Biden vante ses «progrès» dans une année de «défis»

  • Le démocrate de 79 ans a besoin de trouver un nouveau souffle
  • Il a dû en l'espace de deux mois enterrer deux promesses emblématiques, à savoir rénover l'Etat-providence et protéger par une grande loi l'accès au vote des minorités

WASHINGTON : Les Etats-Unis ont connu une année "de défis" mais aussi de "progrès": Joe Biden a tenté mercredi de minimiser la crise que traverse sa présidence, imputant la frustration des Américains à la pandémie tout en vantant son bilan sur le plan économique.

"Je sais qu'il y a beaucoup de frustration et de fatigue dans ce pays", a reconnu le président depuis la prestigieuse "East Room" de la Maison Blanche lors d'une rare et très attendue conférence de presse, à la veille du premier anniversaire de sa prise de fonction.

Tout en écartant un changement de cap politique, le président américain a promis de "sortir plus souvent" à la rencontre des Américains, en avertissant que la lutte contre la flambée des prix exigerait un effort "de longue haleine".

Sortir plus souvent

"Cela a été une année de défis mais aussi une année d'énormes progrès", a affirmé M. Biden, citant notamment la campagne massive de vaccination contre la Covid-19. Il a souligné que 75% des adultes américains étaient désormais entièrement vaccinés, contre 1% quand son administration a pris les rênes.

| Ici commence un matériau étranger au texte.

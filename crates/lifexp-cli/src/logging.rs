//! Logging infrastructure using `tracing` and `tracing-subscriber`.
//!
//! # Log Levels
//!
//! - `error`: fatal pipeline failures
//! - `warn`: ambiguous inputs (e.g. several JSON entries in one archive)
//! - `info`: stage progress and row counts
//! - `debug`: per-stage details such as dropped-row counts
//! - `trace`: individual dropped observations

use std::fs::OpenOptions;
use std::io::{self, Write};
use std::path::PathBuf;
use std::sync::{Arc, Mutex};

use tracing::Subscriber;
use tracing::level_filters::LevelFilter;
use tracing_subscriber::{
    EnvFilter, Layer,
    fmt::{self, MakeWriter},
    layer::SubscriberExt,
    registry::LookupSpan,
    util::SubscriberInitExt,
};

/// Configuration for logging behavior.
#[derive(Debug, Clone)]
pub struct LogConfig {
    /// Maximum level emitted for the workspace crates.
    pub level_filter: LevelFilter,
    /// Let `RUST_LOG` replace the configured level.
    pub use_env_filter: bool,
    /// Whether to include timestamps in log output.
    pub with_timestamps: bool,
    /// Whether to include target (module path) in log output.
    pub with_target: bool,
    /// Whether to use ANSI colors in output.
    pub with_ansi: bool,
    pub format: LogFormat,
    /// Optional log file path. When set, logs are appended to the file.
    pub log_file: Option<PathBuf>,
}

/// Log output format.
#[derive(Debug, Clone, Copy, Default, PartialEq, Eq)]
pub enum LogFormat {
    /// Human-readable format.
    #[default]
    Pretty,
    /// Compact single-line format.
    Compact,
    /// JSON format for machine parsing.
    Json,
}

impl Default for LogConfig {
    fn default() -> Self {
        Self {
            level_filter: LevelFilter::WARN,
            use_env_filter: true,
            with_timestamps: false,
            with_target: false,
            with_ansi: true,
            format: LogFormat::default(),
            log_file: None,
        }
    }
}

impl LogConfig {
    #[must_use]
    pub fn with_level_filter(mut self, level_filter: LevelFilter) -> Self {
        self.level_filter = level_filter;
        self
    }

    #[must_use]
    pub fn with_format(mut self, format: LogFormat) -> Self {
        self.format = format;
        self
    }

    #[must_use]
    pub fn with_env_filter(mut self, use_env_filter: bool) -> Self {
        self.use_env_filter = use_env_filter;
        self
    }

    #[must_use]
    pub fn with_timestamps(mut self, with_timestamps: bool) -> Self {
        self.with_timestamps = with_timestamps;
        self
    }

    #[must_use]
    pub fn with_ansi(mut self, with_ansi: bool) -> Self {
        self.with_ansi = with_ansi;
        self
    }

    #[must_use]
    pub fn with_log_file(mut self, path: Option<PathBuf>) -> Self {
        self.log_file = path;
        self
    }
}

/// Initialize the global tracing subscriber. Call once at startup.
///
/// # Errors
///
/// Returns an error if the log file cannot be opened.
pub fn init_logging(config: &LogConfig) -> io::Result<()> {
    if let Some(path) = &config.log_file {
        let file = OpenOptions::new().create(true).append(true).open(path)?;
        init_logging_with_writer(config, SharedFileWriter::new(file));
    } else {
        init_logging_with_writer(config, io::stderr);
    }
    Ok(())
}

/// Initialize logging with a custom writer.
pub fn init_logging_with_writer<W>(config: &LogConfig, writer: W)
where
    W: for<'writer> MakeWriter<'writer> + Send + Sync + 'static,
{
    tracing_subscriber::registry()
        .with(build_env_filter(config))
        .with(format_layer(config, writer))
        .init();
}

/// Builds the output layer for the configured format and timestamp choice.
fn format_layer<S, W>(config: &LogConfig, writer: W) -> Box<dyn Layer<S> + Send + Sync>
where
    S: Subscriber + for<'span> LookupSpan<'span> + 'static,
    W: for<'writer> MakeWriter<'writer> + Send + Sync + 'static,
{
    let layer = fmt::layer()
        .with_writer(writer)
        .with_ansi(config.with_ansi)
        .with_target(config.with_target);
    match (config.format, config.with_timestamps) {
        (LogFormat::Json, true) => layer.json().boxed(),
        (LogFormat::Json, false) => layer.json().without_time().boxed(),
        (LogFormat::Compact, true) => layer.compact().boxed(),
        (LogFormat::Compact, false) => layer.compact().without_time().boxed(),
        (LogFormat::Pretty, true) => layer.boxed(),
        (LogFormat::Pretty, false) => layer.without_time().boxed(),
    }
}

#[derive(Clone)]
struct SharedFileWriter {
    file: Arc<Mutex<std::fs::File>>,
}

impl SharedFileWriter {
    fn new(file: std::fs::File) -> Self {
        Self {
            file: Arc::new(Mutex::new(file)),
        }
    }
}

struct SharedFileGuard {
    file: Arc<Mutex<std::fs::File>>,
}

impl Write for SharedFileGuard {
    fn write(&mut self, buf: &[u8]) -> io::Result<usize> {
        let mut guard = self
            .file
            .lock()
            .map_err(|_| io::Error::other("log file lock poisoned"))?;
        guard.write(buf)
    }

    fn flush(&mut self) -> io::Result<()> {
        let mut guard = self
            .file
            .lock()
            .map_err(|_| io::Error::other("log file lock poisoned"))?;
        guard.flush()
    }
}

impl<'a> MakeWriter<'a> for SharedFileWriter {
    type Writer = SharedFileGuard;

    fn make_writer(&'a self) -> Self::Writer {
        SharedFileGuard {
            file: Arc::clone(&self.file),
        }
    }
}

fn filter_directives(level_filter: LevelFilter) -> String {
    // External crates (polars, zip) stay at warn.
    let level = level_filter.to_string().to_lowercase();
    format!(
        "warn,lifexp={level},lifexp_cli={level},lifexp_ingest={level},\
         lifexp_model={level},lifexp_output={level},lifexp_transform={level}"
    )
}

fn build_env_filter(config: &LogConfig) -> EnvFilter {
    let directives = filter_directives(config.level_filter);
    if config.use_env_filter {
        EnvFilter::try_from_default_env().unwrap_or_else(|_| EnvFilter::new(directives))
    } else {
        EnvFilter::new(directives)
    }
}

Le dirigeant a aussi vanté des "créations d'emplois record", une "croissance record" avec un taux de chômage désormais de 3,9%, contre 6,4% il y a un an.

Mais, à plusieurs reprises, il a regretté de ne pas être allé davantage au contact des Américains, notamment auprès des électeurs noirs, qui avaient massivement voté pour lui à la présidentielle de 2020.

"Je vais être beaucoup sur le terrain", a-t-il assuré.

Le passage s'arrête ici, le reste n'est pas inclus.